We checked into Waddoups background. and found that the Federal Judge did work for Parr, Brown, Gee & Loveless for nearly 30 years. ABC 4 also found that Waddoups, as of 2008, drew a pension from the law firm.
ABC 4 placed a call to the firm, but they wouldn’t comment if the former firm partner had ever handled B.O.A. cases.
But Colin Winchester, executive director of the Judicial Conduct Commission, says Waddoups should have at least disclosed his prior dealings.
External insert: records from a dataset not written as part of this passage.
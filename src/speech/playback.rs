//! MP3 playback through the default audio output.

use std::fs::File;
use std::io::BufReader;
use std::path::Path;

use rodio::{Decoder, OutputStreamBuilder, Sink};
use thiserror::Error;
use tracing::debug;

#[derive(Debug, Error)]
pub enum PlaybackError {
    #[error("can not open audio output: {0}")]
    Stream(#[from] rodio::StreamError),

    #[error("can not decode audio: {0}")]
    Decode(#[from] rodio::decoder::DecoderError),

    #[error("{0}")]
    Io(#[from] std::io::Error),
}

/// Play an audio file and block until it finishes.
pub fn play(path: &Path) -> Result<(), PlaybackError> {
    let file = File::open(path)?;
    let source = Decoder::new(BufReader::new(file))?;

    // rodio 0.21: OutputStream is the handle, Sink::connect_new takes &Mixer.
    let stream = OutputStreamBuilder::open_default_stream()?;
    let sink = Sink::connect_new(stream.mixer());
    sink.append(source);

    debug!("playing {}", path.display());
    sink.sleep_until_end();

    Ok(())
}
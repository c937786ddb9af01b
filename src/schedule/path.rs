//! Per-user crontab spool location.

use std::path::PathBuf;

use super::ScheduleError;

/// Platform families with a known crontab spool layout.
#[derive(Debug, Clone, Copy, PartialEq, Eq)]
pub enum Platform {
    Linux,
    MacOs,
}

impl Platform {
    /// Detect the running platform; anything without a known spool layout
    /// is an explicit error rather than an empty path.
    pub fn current() -> Result<Self, ScheduleError> {
        match std::env::consts::OS {
            "linux" => Ok(Self::Linux),
            "macos" => Ok(Self::MacOs),
            other => Err(ScheduleError::UnsupportedPlatform(other)),
        }
    }

    /// Crontab spool file for `user`.
    pub fn crontab_path(self, user: &str) -> PathBuf {
        match self {
            Self::Linux => PathBuf::from("/var/spool/cron/crontabs").join(user),
            Self::MacOs => PathBuf::from("/var/at/tabs").join(user),
        }
    }
}

/// The non-root account sudo is acting for.
///
/// Register and delete run as root, so the invoking user has to come from
/// sudo's environment rather than the process credentials.
pub fn target_user() -> Result<String, ScheduleError> {
    match std::env::var("SUDO_USER") {
        Ok(user) if !user.is_empty() => Ok(user),
        _ => Err(ScheduleError::NoTargetUser),
    }
}
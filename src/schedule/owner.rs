//! Crontab file ownership fix-up after privileged writes.
//!
//! Register and delete run as root through sudo, so a freshly written spool
//! file belongs to root until it is handed back to the target user and the
//! crontab group.

use std::ffi::CString;
use std::path::Path;

use tracing::debug;

use super::ScheduleError;

/// Group that owns crontab spool files on the supported platforms.
const CRONTAB_GROUP: &str = "crontab";

/// True when running with root privileges.
pub fn is_root() -> bool {
    // SAFETY: geteuid has no failure modes and touches no memory.
    unsafe { libc::geteuid() == 0 }
}

/// Hand the spool file back to `user` and the crontab group.
///
/// Not transactional with the write that preceded it: a lookup or chown
/// failure leaves the written content in place and is reported as an error.
pub fn restore(path: &Path, user: &str) -> Result<(), ScheduleError> {
    let uid = lookup_uid(user)?;
    let gid = lookup_gid(CRONTAB_GROUP)?;
    std::os::unix::fs::chown(path, Some(uid), Some(gid))?;

    debug!("changed owner of {} to {uid}:{gid}", path.display());
    Ok(())
}

/// Resolve a user by numeric id first, then by name.
pub fn lookup_uid(user: &str) -> Result<u32, ScheduleError> {
    if let Ok(uid) = user.parse::<u32>() {
        // SAFETY: getpwuid returns a pointer into static storage or null;
        // we only test it for null here.
        if !unsafe { libc::getpwuid(uid) }.is_null() {
            return Ok(uid);
        }
    }

    let name = CString::new(user).map_err(|_| ScheduleError::UnknownUser(user.to_string()))?;
    // SAFETY: name outlives the call; the returned pointer is only
    // dereferenced after the null check.
    let pw = unsafe { libc::getpwnam(name.as_ptr()) };
    if pw.is_null() {
        return Err(ScheduleError::UnknownUser(user.to_string()));
    }
    Ok(unsafe { (*pw).pw_uid })
}

/// Resolve a group by numeric id first, then by name.
pub fn lookup_gid(group: &str) -> Result<u32, ScheduleError> {
    if let Ok(gid) = group.parse::<u32>() {
        // SAFETY: as in lookup_uid.
        if !unsafe { libc::getgrgid(gid) }.is_null() {
            return Ok(gid);
        }
    }

    let name = CString::new(group).map_err(|_| ScheduleError::UnknownGroup(group.to_string()))?;
    // SAFETY: as in lookup_uid.
    let gr = unsafe { libc::getgrnam(name.as_ptr()) };
    if gr.is_null() {
        return Err(ScheduleError::UnknownGroup(group.to_string()));
    }
    Ok(unsafe { (*gr).gr_gid })
}

#[cfg(test)]
mod tests {
    use super::*;

    #[test]
    fn root_resolves_to_uid_zero() {
        assert_eq!(lookup_uid("root").unwrap(), 0);
        assert_eq!(lookup_uid("0").unwrap(), 0);
    }

    #[test]
    fn unknown_user_is_an_error() {
        assert!(matches!(
            lookup_uid("no-such-user-here"),
            Err(ScheduleError::UnknownUser(_))
        ));
    }

    #[test]
    fn unknown_group_is_an_error() {
        assert!(matches!(
            lookup_gid("no-such-group-here"),
            Err(ScheduleError::UnknownGroup(_))
        ));
    }

    #[test]
    fn embedded_nul_does_not_panic() {
        assert!(lookup_uid("na\0me").is_err());
    }
}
Winchester oversees state judges and says there is a rule of thumb with conflicts of interest. “If it offends the average soccer mom, or working dad or vise versa then that’s what counts, not the opinion of the judge,” said Winchester.
ABC 4 contacted Judge Waddoups, U.S. District Chief Justice Tena Campbell, and Bank of America but no one had a comment.
Since ABC 4's investigation first began, Barlow appealed his case to the 10th Circuit Court of Appeals. On Tuesday, August 30, 2010, Barlow and Bank of America are scheduled to be back in front of Judge Waddoups once again.